For what $q$ is the following polynomial a square? $$ \begin{align} &20q^4-40q^3+30q^2-10q\\ =\:&10q(q - 1)(2q^2 - 2q + 1) &q\in\mathbb N \end{align} $$
I know of two single cases, $q=1$ gives $0$ and $q = 2$ gives $100$. I tested $3\le q\le12$ and found none.

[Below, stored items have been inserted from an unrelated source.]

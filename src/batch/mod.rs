//! Batch re-tiling of already downloaded chapters.
//!
//! The input tree is expected to look like
//!
//! ```text
//! <input root>/
//!   <series title>/
//!     <chapter>/
//!       001.jpg
//!       002.png
//! ```
//!
//! Every directory at depth ≥ 2 is a chapter: its first relative path segment
//! is the series title, its second the chapter identifier. Image files in a
//! chapter are tiled in natural order with one running page counter; nested
//! directories below a chapter continue that chapter's counter. No network
//! access happens here.

mod natural;

pub use natural::natural_cmp;

use std::collections::{HashMap, HashSet};
use std::path::{Path, PathBuf};

use serde::Serialize;
use tracing::{debug, info, warn};
use walkdir::WalkDir;

use crate::error::{RunError, TileError};
use crate::tile::{NamingContext, OutputLayout, SourceImage, Tiler, DEFAULT_TITLE_SEPARATOR};

/// File extensions picked up by the batch processor.
pub const IMAGE_EXTENSIONS: &[&str] = &["jpg", "jpeg", "png", "webp"];

/// Whether `path` has one of [`IMAGE_EXTENSIONS`] (case-insensitive).
pub fn is_image_file(path: &Path) -> bool {
    path.extension()
        .and_then(|ext| ext.to_str())
        .map(|ext| {
            IMAGE_EXTENSIONS
                .iter()
                .any(|known| ext.eq_ignore_ascii_case(known))
        })
        .unwrap_or(false)
}

/// List image files directly inside `dir`, in natural order.
///
/// Each call re-reads the directory.
pub fn list_images(dir: &Path) -> std::io::Result<Vec<PathBuf>> {
    let mut images = Vec::new();
    for entry in std::fs::read_dir(dir)? {
        let entry = entry?;
        let path = entry.path();
        if entry.file_type()?.is_file() && is_image_file(&path) {
            images.push(path);
        }
    }
    images.sort_by(|a, b| natural_cmp(&file_name(a), &file_name(b)));
    Ok(images)
}

fn file_name(path: &Path) -> String {
    path.file_name()
        .map(|n| n.to_string_lossy().into_owned())
        .unwrap_or_default()
}

// =============================================================================
// Discovery
// =============================================================================

/// A chapter directory found in the input tree.
#[derive(Debug, Clone, PartialEq, Eq)]
pub struct ChapterDir {
    pub series: String,
    pub chapter: String,
    pub path: PathBuf,
}

/// Directories found under an input root.
#[derive(Debug, Clone, Default)]
pub struct Discovery {
    /// Chapter directories in walk order
    pub chapters: Vec<ChapterDir>,

    /// Shallow directories holding images (or unreadable) that will not be processed
    pub skipped: Vec<PathBuf>,
}

impl Discovery {
    /// Record a directory above chapter depth. Folders holding images, or
    /// whose contents cannot be read, are reported as skipped.
    fn skip_shallow(&mut self, path: &Path, listing: std::io::Result<Vec<PathBuf>>) {
        match listing {
            Ok(images) if images.is_empty() => {
                debug!("Skipping folder: {}", path.display());
            }
            Ok(_) => {
                warn!(
                    "Skipping folder: {} (not a valid series/chapter structure)",
                    path.display()
                );
                self.skipped.push(path.to_path_buf());
            }
            Err(e) => {
                warn!("Skipping folder: {} (cannot list contents: {})", path.display(), e);
                self.skipped.push(path.to_path_buf());
            }
        }
    }
}

/// Walk `root` and classify its directories.
///
/// Siblings are visited in natural order, so `chapter 2` comes before
/// `chapter 10`. Unreadable entries are logged and ignored.
pub fn discover_chapters(root: &Path) -> Discovery {
    let mut discovery = Discovery::default();

    let walker = WalkDir::new(root)
        .sort_by(|a, b| {
            natural_cmp(
                &a.file_name().to_string_lossy(),
                &b.file_name().to_string_lossy(),
            )
        })
        .into_iter();

    for entry in walker {
        let entry = match entry {
            Ok(entry) => entry,
            Err(e) => {
                warn!("Skipping unreadable entry under {}: {}", root.display(), e);
                continue;
            }
        };

        if !entry.file_type().is_dir() {
            continue;
        }

        let relative = match entry.path().strip_prefix(root) {
            Ok(relative) => relative,
            Err(_) => continue,
        };
        let mut segments = relative
            .components()
            .map(|c| c.as_os_str().to_string_lossy().into_owned());

        match (segments.next(), segments.next()) {
            (Some(series), Some(chapter)) => discovery.chapters.push(ChapterDir {
                series,
                chapter,
                path: entry.path().to_path_buf(),
            }),
            _ => discovery.skip_shallow(entry.path(), list_images(entry.path())),
        }
    }

    discovery
}

// =============================================================================
// Report
// =============================================================================

/// A chapter that stopped early.
#[derive(Debug, Clone, PartialEq, Eq, Serialize)]
pub struct ChapterFailure {
    pub series: String,
    pub chapter: String,
    pub error: String,
}

/// Summary of a batch run.
#[derive(Debug, Clone, Default, PartialEq, Eq, Serialize)]
pub struct BatchReport {
    pub chapters_processed: usize,
    pub chapters_failed: Vec<ChapterFailure>,
    pub images_tiled: usize,
    pub images_skipped: usize,
    pub tiles_written: usize,
    pub skipped_dirs: Vec<PathBuf>,
}

impl BatchReport {
    pub fn is_clean(&self) -> bool {
        self.chapters_failed.is_empty() && self.images_skipped == 0
    }
}

// =============================================================================
// Batch Processor
// =============================================================================

/// Re-tiles a tree of downloaded chapters.
#[derive(Debug, Clone)]
pub struct BatchProcessor {
    tiler: Tiler,
    layout: OutputLayout,
    separator: String,
}

impl BatchProcessor {
    pub fn new(tiler: Tiler) -> Self {
        Self {
            tiler,
            layout: OutputLayout::default(),
            separator: DEFAULT_TITLE_SEPARATOR.to_string(),
        }
    }

    pub fn with_layout(mut self, layout: OutputLayout) -> Self {
        self.tiler = self.tiler.with_file_name(layout.file_name.clone());
        self.layout = layout;
        self
    }

    pub fn with_separator(mut self, separator: impl Into<String>) -> Self {
        self.separator = separator.into();
        self
    }

    pub fn tiler(&self) -> &Tiler {
        &self.tiler
    }

    /// Tile every chapter found under `input_root` into `output_root`.
    ///
    /// Failures are isolated: an unreadable image is skipped, a write failure
    /// stops only its chapter. The only hard error is a missing input root.
    pub fn process_tree(
        &self,
        input_root: &Path,
        output_root: &Path,
    ) -> Result<BatchReport, RunError> {
        if !input_root.is_dir() {
            return Err(RunError::MissingInput(input_root.to_path_buf()));
        }

        let discovery = discover_chapters(input_root);
        let mut report = BatchReport {
            skipped_dirs: discovery.skipped,
            ..Default::default()
        };

        let mut counters: HashMap<(String, String), u32> = HashMap::new();
        let mut failed: HashSet<(String, String)> = HashSet::new();
        let mut seen: HashSet<(String, String)> = HashSet::new();

        for dir in discovery.chapters {
            let key = (dir.series.clone(), dir.chapter.clone());
            if failed.contains(&key) {
                debug!("Skipping {} (chapter already failed)", dir.path.display());
                continue;
            }

            let images = match list_images(&dir.path) {
                Ok(images) => images,
                Err(e) => {
                    warn!("Cannot list {}: {}", dir.path.display(), e);
                    report.chapters_failed.push(ChapterFailure {
                        series: dir.series.clone(),
                        chapter: dir.chapter.clone(),
                        error: e.to_string(),
                    });
                    failed.insert(key);
                    continue;
                }
            };
            if images.is_empty() {
                continue;
            }

            info!(
                "Processing: series '{}', chapter '{}' ({} image(s))",
                dir.series,
                dir.chapter,
                images.len()
            );

            let context =
                NamingContext::new(&dir.series, &dir.chapter).with_separator(&self.separator);
            let output_dir = self.layout.chapter_path(output_root, &context);
            let page = counters.entry(key.clone()).or_insert(1);

            match self.process_chapter(&images, &output_dir, &context, page, &mut report) {
                Ok(()) => {
                    if seen.insert(key) {
                        report.chapters_processed += 1;
                    }
                }
                Err(e) => {
                    warn!(
                        "Chapter '{}' of '{}' stopped: {}",
                        dir.chapter, dir.series, e
                    );
                    report.chapters_failed.push(ChapterFailure {
                        series: dir.series,
                        chapter: dir.chapter,
                        error: e.to_string(),
                    });
                    if seen.remove(&key) {
                        report.chapters_processed -= 1;
                    }
                    failed.insert(key);
                }
            }
        }

        info!(
            "Processing complete: {} chapter(s), {} image(s), {} tile(s)",
            report.chapters_processed, report.images_tiled, report.tiles_written
        );

        Ok(report)
    }

    fn process_chapter(
        &self,
        images: &[PathBuf],
        output_dir: &Path,
        context: &NamingContext,
        page: &mut u32,
        report: &mut BatchReport,
    ) -> Result<(), TileError> {
        for path in images {
            debug!("Splitting: {}", path.display());

            let source = match SourceImage::open(path) {
                Ok(source) => source,
                Err(e) => {
                    warn!("Skipping {}: {}", path.display(), e);
                    report.images_skipped += 1;
                    continue;
                }
            };

            match self.tiler.tile(&source, output_dir, context, *page) {
                Ok(outcome) => {
                    *page = outcome.next_index;
                    report.images_tiled += 1;
                    report.tiles_written += outcome.tiles.len();
                }
                Err(e) if e.is_per_image() => {
                    warn!("Skipping {}: {}", path.display(), e);
                    report.images_skipped += 1;
                }
                Err(e) => return Err(e),
            }
        }
        Ok(())
    }
}
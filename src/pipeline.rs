//! Download pipeline: chapter source → image fetcher → tiler → filesystem.
//!
//! Failure isolation is per unit. A chapter whose images cannot be listed is
//! skipped; an image that cannot be fetched or decoded is skipped; a write
//! failure stops the current chapter only. Nothing is retried.
//!
//! A source may list the same chapter number more than once (alternate
//! uploads). Those entries share one output directory, so they also share
//! one page counter and are numbered after each other instead of
//! overwriting each other's pages.

use std::collections::HashMap;
use std::path::Path;

use serde::Serialize;
use tracing::{debug, info, warn};

use crate::batch::ChapterFailure;
use crate::error::{ChapterError, RunError};
use crate::source::{ChapterRef, ChapterSource, ImageFetcher};
use crate::tile::{NamingContext, OutputLayout, SourceImage, Tiler, DEFAULT_TITLE_SEPARATOR};

/// Inclusive chapter number range to download.
#[derive(Debug, Clone, Copy, Default, PartialEq, Eq)]
pub struct ChapterRange {
    pub from: Option<u32>,
    pub to: Option<u32>,
}

impl ChapterRange {
    pub fn contains(&self, number: u32) -> bool {
        self.from.map_or(true, |from| number >= from) && self.to.map_or(true, |to| number <= to)
    }
}

/// Summary of a download run.
#[derive(Debug, Clone, Default, PartialEq, Eq, Serialize)]
pub struct DownloadReport {
    pub title: String,
    pub chapters_listed: usize,
    pub chapters_processed: usize,
    pub chapters_skipped: Vec<ChapterFailure>,
    pub images_tiled: usize,
    pub images_skipped: usize,
    pub tiles_written: usize,
}

/// Downloads a series chapter by chapter and tiles every image.
pub struct DownloadPipeline<S: ChapterSource, F: ImageFetcher> {
    source: S,
    fetcher: F,
    tiler: Tiler,
    layout: OutputLayout,
    separator: String,
    range: ChapterRange,
}

impl<S: ChapterSource, F: ImageFetcher> DownloadPipeline<S, F> {
    pub fn new(source: S, fetcher: F, tiler: Tiler) -> Self {
        Self {
            source,
            fetcher,
            tiler,
            layout: OutputLayout::default(),
            separator: DEFAULT_TITLE_SEPARATOR.to_string(),
            range: ChapterRange::default(),
        }
    }

    pub fn with_layout(mut self, layout: OutputLayout) -> Self {
        self.tiler = self.tiler.with_file_name(layout.file_name.clone());
        self.layout = layout;
        self
    }

    pub fn with_separator(mut self, separator: impl Into<String>) -> Self {
        self.separator = separator.into();
        self
    }

    pub fn with_range(mut self, range: ChapterRange) -> Self {
        self.range = range;
        self
    }

    /// Download and tile every chapter of `series` under `output_root`.
    ///
    /// # Errors
    ///
    /// Only a failure to list the series' chapters is returned; everything
    /// below that is recorded in the report.
    pub async fn run(&self, series: &str, output_root: &Path) -> Result<DownloadReport, RunError> {
        let title = self.source.series_title(series).await?;
        info!("Scraping chapters from {} ({})", series, self.source.name());

        let chapters = self.source.list_chapters(series).await?;
        info!("Found {} chapters.", chapters.len());

        let mut report = DownloadReport {
            title: title.clone(),
            chapters_listed: chapters.len(),
            ..Default::default()
        };

        let mut counters: HashMap<String, u32> = HashMap::new();

        for chapter in chapters.iter().filter(|c| self.range.contains(c.number)) {
            let identifier = chapter.identifier();
            if let Some(next) = counters.get(&identifier) {
                warn!(
                    "Chapter {} listed more than once ({}); continuing from page {}",
                    identifier,
                    chapter.label.as_deref().unwrap_or("no label"),
                    next
                );
            }
            let page = counters.entry(identifier.clone()).or_insert(1);

            match self
                .run_chapter(&title, chapter, output_root, page, &mut report)
                .await
            {
                Ok(()) => report.chapters_processed += 1,
                Err(e) => {
                    warn!("Chapter {} skipped: {}", chapter.number, e);
                    report.chapters_skipped.push(ChapterFailure {
                        series: title.clone(),
                        chapter: identifier,
                        error: e.to_string(),
                    });
                }
            }
        }

        info!(
            "Download completed: {} chapter(s), {} image(s), {} tile(s)",
            report.chapters_processed, report.images_tiled, report.tiles_written
        );

        Ok(report)
    }

    async fn run_chapter(
        &self,
        title: &str,
        chapter: &ChapterRef,
        output_root: &Path,
        page: &mut u32,
        report: &mut DownloadReport,
    ) -> Result<(), ChapterError> {
        info!(
            "Processing Chapter {}: {}",
            chapter.number,
            chapter.url.as_deref().unwrap_or("-")
        );

        let images = self.source.chapter_images(chapter).await?;
        if images.is_empty() {
            return Err(ChapterError::Empty);
        }

        let context =
            NamingContext::new(title, chapter.identifier()).with_separator(&self.separator);
        let output_dir = self.layout.chapter_path(output_root, &context);
        let first_page = *page;

        for (idx, url) in images.iter().enumerate() {
            let data = match self.fetcher.fetch(url).await {
                Ok(data) => data,
                Err(e) => {
                    warn!("Error downloading page {}: {}", idx + 1, e);
                    report.images_skipped += 1;
                    continue;
                }
            };

            let source = match SourceImage::from_bytes(&data, None) {
                Ok(source) => source,
                Err(e) => {
                    warn!("Skipping page {} ({}): {}", idx + 1, url, e);
                    report.images_skipped += 1;
                    continue;
                }
            };

            match self.tiler.tile(&source, &output_dir, &context, *page) {
                Ok(outcome) => {
                    *page = outcome.next_index;
                    report.images_tiled += 1;
                    report.tiles_written += outcome.tiles.len();
                }
                Err(e) if e.is_per_image() => {
                    warn!("Skipping page {} ({}): {}", idx + 1, url, e);
                    report.images_skipped += 1;
                }
                Err(e) => return Err(e.into()),
            }
        }

        debug!(
            "Chapter {} done, pages {}..{} written to {}",
            chapter.number,
            first_page,
            *page,
            output_dir.display()
        );
        Ok(())
    }
}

This is what I've tried so far:
I found that $$ \begin{align} \gcd(q,q - 1) &= 1\\ \gcd(q, 2q^2 - 2q + 1) &= 1\\ \gcd(q - 1, 2q^2 - 2q + 1) &= 1 \end{align} $$ The problem is the same as determining whether there exists a $t\in\mathbb N$ such that $$ q(q - 1)(2q^2 - 2q + 1) = 10t^2 $$ If $q$ is even, write $q=2p$ and say $$ p(2p-1)(8p^2-4p+1) = 5t^2 $$ The residues modulo $5$ are as follows $$ \begin{align} p\equiv0\pmod{5}\implies p(2p-1)(8p^2-4p+1)\equiv0\pmod{5}\\ p\equiv1\pmod{5}\implies p(2p-1)(8p^2-4p+1)\equiv0\pmod{5}\\ p\equiv2\pmod{5}\implies p(2p-1)(8p^2-4p+1)\equiv0\pmod{5}\\ p\equiv3\pmod{5}\implies p(2p-1)(8p^2-4p+1)\equiv0\pmod{5}\\ p\equiv4\pmod{5}\implies p(2p-1)(8p^2-4p+1)\equiv4\pmod{5} \end{align} $$ Which means that $p\not\equiv4\pmod5$, and we now need to test if it's a square in the rest of the cases.
Case r = 5p
In this case we are solving $r\cdot(10r - 1)(200r^2 - 20r + 1) = t^2$ and since the factors are coprime, they must all be squares, however modulo $7$ atleast one factor is not one of the quadratic residues for all cases.
Case r = 5p + 1
In this case we are solving $(5r+1)(10r+1)(40r^2+12 r+1) = t^2$ and since the factors are coprime, they must all be squares, however modulo $3$ atleast one factor is not one of the quadratic residues for cases $1$ and $2$, and the last case $0$ we have an observed solution at $q=2$, however for $q=12$ we don't get a square, so it remains to prove whether there are other than $r=0$ which are square.
At this point I stopped because there are many cases, and I don't know how to prove that it is only for $r=0$ when $r=5p+1$ that the polynomial is square, or if there are other such $r$.
So the thing I'm asking specifically is: Is there a more elegant way, and if not, how do I prove that the observed cases are the only solutions (or if not, what is the set of solutions).
Let $r=q(q-1)/2$, then $8r^2+2r=10t^2$, $(8r+1)^2=80t^2+1$. So you might solve the Pellian equation $k^2=80t^2+1$, and then try see if any of the $k$ have the right form in terms of $q$.